Satmar
SATMAR
An ultra-Orthodox Hasidic sect, founded in New York in 1947 by Rabbi Joel Teitelbaum, passionately anti-Zionist and hostile to the existence of the State of Israel. Connected to the Neturei Karta movement, the Satmar, named after the Hungarian city of Szatmar, is a rival of the Lubavitch. While for the latter the creation of Israel was an act of God, for the Satmar the Jewish state cannot exist before the coming of the Messiah. By the 1960s the Satmar community in the Williamsburg section of New York City was the largest Hasidic community in the United States, and today it is the largest in the world. Most members outside the United States live in London; there are only about four hundred in Israel, migration to which is actively discouraged by the sect.

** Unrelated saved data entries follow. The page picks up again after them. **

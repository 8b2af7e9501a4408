//! The seam between the controller and whatever actually moves the system pointer.
//!
//! # Architecture
//!
//! [`PointerDriver`] is the only way the controller touches the pointer. Concrete drivers live
//! in the `homerow_backend` crate (a uinput virtual device, or the `xdotool` tool); tests use
//! [`RecordingDriver`](crate::testing::RecordingDriver).
//!
//! Every call happens while the controller holds its state lock, so implementations only need
//! to be [`Send`]. Failures are reported but never fatal: the controller logs them at debug
//! level and keeps going, since a dropped pointer event is harmless.
//!
//! # Related
//!
//! - [`Controller`](crate::Controller) - Sole caller of the driver
//! - [`ScreenSize`] - Returned by [`PointerDriver::screen_size`]

use crate::{
    action::Button,
    geometry::{Position, ScreenSize},
};
use snafu::Snafu;

#[derive(Debug, Snafu)]
#[snafu(visibility(pub))]
pub enum DriverError {
    #[snafu(display("Pointer {operation} failed"))]
    Io {
        operation: &'static str,
        source: std::io::Error,
    },

    #[snafu(display("{program} exited with {status}"))]
    Command { program: String, status: String },

    #[snafu(display("Could not read pointer position from {output:?}"))]
    Position { output: String },

    #[snafu(display("{operation} is not supported by this driver"))]
    Unsupported { operation: &'static str },
}

/// Synthesizes pointer input.
pub trait PointerDriver: Send {
    /// Short identifier used in logs and the startup banner.
    fn name(&self) -> &'static str;

    /// Moves the pointer by a displacement relative to where it is now.
    fn move_relative(&mut self, dx: i32, dy: i32) -> Result<(), DriverError>;

    /// Moves the pointer to an absolute, already clamped, screen position.
    fn move_absolute(&mut self, position: Position) -> Result<(), DriverError>;

    fn press(&mut self, button: Button) -> Result<(), DriverError>;

    fn release(&mut self, button: Button) -> Result<(), DriverError>;

    /// A full press and release of `button`.
    fn click(&mut self, button: Button) -> Result<(), DriverError> {
        self.press(button)?;
        self.release(button)
    }

    /// Scrolls by `ticks` wheel notches; positive scrolls up.
    fn scroll(&mut self, ticks: i32) -> Result<(), DriverError>;

    /// The true system pointer position.
    fn query_position(&mut self) -> Result<Position, DriverError>;

    /// Screen dimensions, or [`ScreenSize::UNKNOWN`] if the driver cannot tell.
    fn screen_size(&mut self) -> ScreenSize;
}

impl<T: PointerDriver + ?Sized> PointerDriver for Box<T> {
    fn name(&self) -> &'static str {
        (**self).name()
    }

    fn move_relative(&mut self, dx: i32, dy: i32) -> Result<(), DriverError> {
        (**self).move_relative(dx, dy)
    }

    fn move_absolute(&mut self, position: Position) -> Result<(), DriverError> {
        (**self).move_absolute(position)
    }

    fn press(&mut self, button: Button) -> Result<(), DriverError> {
        (**self).press(button)
    }

    fn release(&mut self, button: Button) -> Result<(), DriverError> {
        (**self).release(button)
    }

    fn click(&mut self, button: Button) -> Result<(), DriverError> {
        (**self).click(button)
    }

    fn scroll(&mut self, ticks: i32) -> Result<(), DriverError> {
        (**self).scroll(ticks)
    }

    fn query_position(&mut self) -> Result<Position, DriverError> {
        (**self).query_position()
    }

    fn screen_size(&mut self) -> ScreenSize {
        (**self).screen_size()
    }
}
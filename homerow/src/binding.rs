//! Mapping from physical keys to logical actions.
//!
//! The [`BindingTable`] is built once at startup and read concurrently afterwards. Several
//! tokens may trigger the same action, but a token triggers at most one action: a
//! configuration that claims one token for two different actions is rejected with
//! [`BindingError::Conflict`] rather than resolved silently.
//!
//! # Configuration
//!
//! Bindings come from the `[bindings]` table of the settings file, keyed by action name:
//!
//! ```toml
//! [bindings]
//! "navigate:up" = ["up", "i"]
//! "click:right" = ["semicolon"]
//! ```
//!
//! Actions missing from the configuration keep their built-in tokens. Unknown action names
//! and unparseable tokens are skipped with a warning; an action whose configured tokens are
//! all invalid falls back to its built-in tokens.

use crate::{
    action::{Button, Direction, LogicalAction, ScrollDirection},
    key::{KeyToken, NamedKey},
};
use rustc_hash::FxHashMap;
use smallvec::SmallVec;
use snafu::Snafu;
use std::collections::BTreeMap;
use tracing::warn;

type Tokens = SmallVec<[KeyToken; 4]>;

#[derive(Debug, Clone, PartialEq, Eq, Snafu)]
pub enum BindingError {
    #[snafu(display("key {token} is bound to both {first} and {second}"))]
    Conflict {
        token: KeyToken,
        first: LogicalAction,
        second: LogicalAction,
    },
}

#[derive(Debug, Clone)]
pub struct BindingTable {
    by_action: Vec<(LogicalAction, Tokens)>,
    by_token: FxHashMap<KeyToken, LogicalAction>,
}

/// Built-in tokens for `action`, taken from the classic home-row layout.
pub fn default_tokens(action: LogicalAction) -> Tokens {
    use NamedKey::*;
    let named = |key| KeyToken::Named(key);
    let ch = KeyToken::Char;
    match action {
        LogicalAction::Navigate(Direction::Up) => smallvec_of(&[named(Up), ch('i')]),
        LogicalAction::Navigate(Direction::Down) => smallvec_of(&[named(Down), ch('k')]),
        LogicalAction::Navigate(Direction::Left) => smallvec_of(&[named(Left), ch('j')]),
        LogicalAction::Navigate(Direction::Right) => smallvec_of(&[named(Right), ch('l')]),
        LogicalAction::Scroll(ScrollDirection::Up) => smallvec_of(&[ch('u')]),
        LogicalAction::Scroll(ScrollDirection::Down) => smallvec_of(&[ch('m'), ch('n')]),
        LogicalAction::Click(Button::Left) => smallvec_of(&[ch('h')]),
        LogicalAction::Click(Button::Right) => smallvec_of(&[ch(';')]),
        LogicalAction::Click(Button::Middle) => Tokens::new(),
        LogicalAction::HoldClick => smallvec_of(&[named(Space)]),
    }
}

fn smallvec_of(tokens: &[KeyToken]) -> Tokens {
    tokens.iter().copied().collect()
}

impl Default for BindingTable {
    fn default() -> Self {
        Self::defaults()
    }
}

impl BindingTable {
    /// The built-in layout.
    pub fn defaults() -> Self {
        let mut builder = BindingTableBuilder::new();
        for action in LogicalAction::ALL {
            builder.set(action, default_tokens(action));
        }
        builder
            .build()
            .unwrap_or_else(|_| unreachable!("built-in bindings never overlap"))
    }

    pub fn builder() -> BindingTableBuilder {
        BindingTableBuilder::new()
    }

    /// Builds a table from the `[bindings]` section of the settings file.
    pub fn from_config(raw: &BTreeMap<String, Vec<String>>) -> Result<Self, BindingError> {
        let mut builder = BindingTableBuilder::new();
        for action in LogicalAction::ALL {
            builder.set(action, default_tokens(action));
        }

        for (name, tokens) in raw {
            let action = match name.parse::<LogicalAction>() {
                Ok(action) => action,
                Err(e) => {
                    warn!("Skipping binding: {e}");
                    continue;
                },
            };

            let mut parsed = Tokens::new();
            for token in tokens {
                match KeyToken::parse(token) {
                    Some(t) if t.modifier().is_some() => {
                        warn!(%action, "Skipping modifier key {t} in binding; modifiers cannot be bound");
                    },
                    Some(t) => parsed.push(t),
                    None => warn!(%action, "Skipping unparseable key token {token:?}"),
                }
            }

            if parsed.is_empty() {
                warn!(%action, "No usable keys configured, keeping built-in keys");
                continue;
            }
            builder.set(action, parsed);
        }

        builder.build()
    }

    pub fn action_for(&self, token: &KeyToken) -> Option<LogicalAction> {
        self.by_token.get(token).copied()
    }

    pub fn tokens_for(&self, action: LogicalAction) -> &[KeyToken] {
        self.by_action
            .iter()
            .find(|(a, _)| *a == action)
            .map(|(_, tokens)| tokens.as_slice())
            .unwrap_or(&[])
    }

    /// Every bound token, grouped by action in [`LogicalAction::ALL`] order.
    pub fn tokens(&self) -> impl Iterator<Item = &KeyToken> {
        self.by_action.iter().flat_map(|(_, tokens)| tokens.iter())
    }

    pub fn iter(&self) -> impl Iterator<Item = (LogicalAction, &[KeyToken])> {
        self.by_action
            .iter()
            .map(|(action, tokens)| (*action, tokens.as_slice()))
    }

    pub fn is_hold_token(&self, token: &KeyToken) -> bool {
        self.action_for(token) == Some(LogicalAction::HoldClick)
    }

    pub fn len(&self) -> usize {
        self.by_token.len()
    }

    pub fn is_empty(&self) -> bool {
        self.by_token.is_empty()
    }
}

/// Assembles a [`BindingTable`], checking for tokens claimed by more than one action.
#[derive(Debug, Default)]
pub struct BindingTableBuilder {
    by_action: Vec<(LogicalAction, Tokens)>,
}

impl BindingTableBuilder {
    pub fn new() -> Self {
        Self::default()
    }

    /// Replaces the tokens bound to `action`.
    pub fn set(&mut self, action: LogicalAction, tokens: impl IntoIterator<Item = KeyToken>) {
        let mut deduped = Tokens::new();
        for token in tokens {
            if !deduped.contains(&token) {
                deduped.push(token);
            }
        }
        match self.by_action.iter_mut().find(|(a, _)| *a == action) {
            Some((_, existing)) => *existing = deduped,
            None => self.by_action.push((action, deduped)),
        }
    }

    /// Adds one token to `action`, keeping tokens already bound to it.
    pub fn bind(mut self, action: LogicalAction, token: KeyToken) -> Self {
        match self.by_action.iter_mut().find(|(a, _)| *a == action) {
            Some((_, existing)) if !existing.contains(&token) => existing.push(token),
            Some(_) => {},
            None => self.by_action.push((action, smallvec_of(&[token]))),
        }
        self
    }

    pub fn build(mut self) -> Result<BindingTable, BindingError> {
        self.by_action
            .sort_by_key(|(action, _)| LogicalAction::ALL.iter().position(|a| a == action));

        let mut by_token = FxHashMap::default();
        for (action, tokens) in &self.by_action {
            for token in tokens {
                if let Some(first) = by_token.insert(*token, *action) {
                    return ConflictSnafu {
                        token: *token,
                        first,
                        second: *action,
                    }
                    .fail();
                }
            }
        }

        Ok(BindingTable {
            by_action: self.by_action,
            by_token,
        })
    }
}
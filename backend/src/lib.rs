//! Linux backends for homerow.
//!
//! Pointer drivers ([`UinputPointer`], [`XdotoolDriver`]) and the keyboard side
//! ([`GlobalListener`] for the global feed, [`EvdevGrab`] for the intercepted one), plus the
//! X11 helpers they lean on: `xrandr` for the screen size and `xset`/`xsetroot` for
//! [`DisplayToggles`].

mod command;
pub mod display;
pub mod keyboard;
pub mod keys;
pub mod screen;
pub mod select;
pub mod uinput;
pub mod xdotool;

pub use command::Tool;
pub use display::DisplayToggles;
pub use keyboard::{find_keyboard, EvdevGrab, GlobalListener};
pub use select::open_pointer;
pub use uinput::UinputPointer;
pub use xdotool::XdotoolDriver;

use homerow::BackendChoice;
use std::{io, path::PathBuf};
use thiserror::Error;

#[derive(Debug, Error)]
pub enum BackendError {
    #[error("{backend} backend unavailable: {reason}")]
    Unavailable {
        backend: BackendChoice,
        reason: String,
    },

    #[error("No pointer backend available (tried {tried})")]
    NoBackend { tried: String },

    #[error("No keyboard found under /dev/input; pass --device or check permissions")]
    NoKeyboard,

    #[error("Failed to open input device {}", path.display())]
    Device {
        path: PathBuf,
        #[source]
        source: io::Error,
    },

    #[error(transparent)]
    Io(#[from] io::Error),
}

Rabbi Teitelbaum attracted worldwide Jewish attention on several occasions when he was the only prominent Jewish figure to categorically renounce the newly founded Jewish state and to lament Israel's victory in the Six-Day War. Considering it sinful for Jews to establish their own state prior to the arrival of the Moshiach (or Messiah), he publicly expressed this through sobbing and shouting; but his followers loved and admired him enough to tolerate the negative publicity they received. He died in 1977 and was succeeded by his nephew, Rabbi Moshe Teitelbaum, who holds Israel responsible for its wars with the Arabs.